Morgan Stanley’s Mr. Reinhart said the Fed will have to adjust its policies to reflect the new realities. He co-authored a widely respected study that predicted the long, sluggish recovery from the Great Recession based on the diminished economic performances in other countries hit by severe financial crises since World War II.

“We have a long track record in warning that a severe financial crisis takes an enormous toll,” he said. “The expansion of potential output ground to a halt after the financial crisis.”

Productivity slides

Mr. Reinhart’s projections are not based only on the banking crisis. He said the biggest factors will be the decline in labor force growth and the decline in population growth to about 0.7 percent a year resulting from low birthrates and reduced immigration.

Also in the mix are declining productivity increases caused by reduced business investment in technology.

Lackluster business investment has caused U.S. worker annual productivity growth rates to tail off from more than 3 percent a decade ago to 0.5 percent last year. That trend, if it persists, has the potential to cut the economic growth rate significantly. A rule of thumb among economists ties the rate of economic growth to the growth rate in productivity plus the increase in the labor force. Thus, labor force growth of 0.5 percent, for example, combined with yearly productivity gains of 1.5 percent would yield a growth rate of about 2 percent on average.

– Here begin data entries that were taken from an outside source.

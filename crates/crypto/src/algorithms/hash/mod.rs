// Path: crates/crypto/src/algorithms/hash/mod.rs
//! Cryptographic hash functions.
//!
//! SHA-256 is used for device identity and hash-to-prime; Keccak-256 is the
//! contract-side hash used for root chaining and operation domains.

use sha2::{Digest, Sha256};
use tiny_keccak::{Hasher, Keccak};

/// SHA-256 of `data`.
pub fn sha256<T: AsRef<[u8]>>(data: T) -> [u8; 32] {
    let mut hasher = Sha256::new();
    hasher.update(data.as_ref());
    hasher.finalize().into()
}

/// Keccak-256 of `data` (the Ethereum-style Keccak, not NIST SHA-3).
pub fn keccak256<T: AsRef<[u8]>>(data: T) -> [u8; 32] {
    let mut keccak = Keccak::v256();
    let mut out = [0u8; 32];
    keccak.update(data.as_ref());
    keccak.finalize(&mut out);
    out
}

#[cfg(test)]
mod tests {
    use super::*;

    #[test]
    fn test_sha256_vector() {
        // FIPS 180-4 "abc" test vector.
        assert_eq!(
            hex::encode(sha256(b"abc")),
            "ba7816bf8f01cfea414140de5dae2223b00361a396177a9cb410ff61f20015ad"
        );
    }

    #[test]
    fn test_keccak256_vector() {
        // Ethereum's canonical empty-input digest.
        assert_eq!(
            hex::encode(keccak256([])),
            "c5d2460186f7233c927e7db2dcc703c0e500b653ca82273b7bfad8045d85a470"
        );
    }

    #[test]
    fn test_digests_differ() {
        assert_ne!(sha256(b"revid"), keccak256(b"revid"));
    }
}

The decline in the labor force may be hard to reverse, given the lure of retirement for the aging boomers, but the drop-off in business investment spending should be easier to remedy because American corporations have record amounts of cash on hand.

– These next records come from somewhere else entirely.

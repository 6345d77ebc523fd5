// Path: crates/types/src/app/events.rs

//! Contract events, as observed by the gateway's ingestion loop.

use parity_scale_codec::{Decode, Encode};

use crate::app::{DeviceId, OperationKind, RootBytes};

/// The single event type every successful contract mutation emits.
///
/// The gateway reconstructs the latest committed state by tailing these
/// events; ingestion is idempotent, keyed by `operation_id`.
#[derive(Encode, Decode, Clone, PartialEq, Eq, Debug)]
pub struct CommitmentEvent {
    /// The mutation kind that produced this event.
    pub kind: OperationKind,
    /// The replay-guard id of the executed operation.
    pub operation_id: [u8; 32],
    /// Hash of the accumulator this mutation replaced. Lets the ingestion
    /// loop keccak-chain each accepted root against the prior one.
    pub parent_hash: [u8; 32],
    /// The committed accumulator.
    pub new_root: RootBytes,
    /// Keccak-256 of `new_root`.
    pub new_hash: [u8; 32],
    /// The post-mutation version counter.
    pub version: u64,
    /// The principal that executed the mutation (the multi-sig authority).
    pub executor: [u8; 20],
    /// Devices touched by the mutation.
    pub device_ids: Vec<DeviceId>,
    /// Block height at which the mutation was committed.
    pub block: u64,
}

Although businesses could invest more, economists say, a vicious cycle of lackluster economic growth and stop-and-go consumer spending patterns gives them little incentive. Many corporations instead are investing in emerging countries such as China, where they see potential for stronger growth.

A big exception to anemic business investment is one that Mr. Reinhart cites as a reason for optimism. That is the robust growth from oil companies since the discovery in the past decade of new ways to extract large quantities of oil and natural gas from shale bedrock in the American heartland.

“We are reluctant to discount the dynamism of the U.S. economy” entirely, Mr. Reinhart said, noting that the oil and gas sector has accounted for nearly a quarter of all investment in structures recently, demonstrating how American businesses can unleash world-changing innovation when they are motivated to do so.

The shale revolution, moreover, is prompting other industries such as chemicals and plastics to invest in new plants in drilling areas to take advantage of the relatively low-cost energy, he said.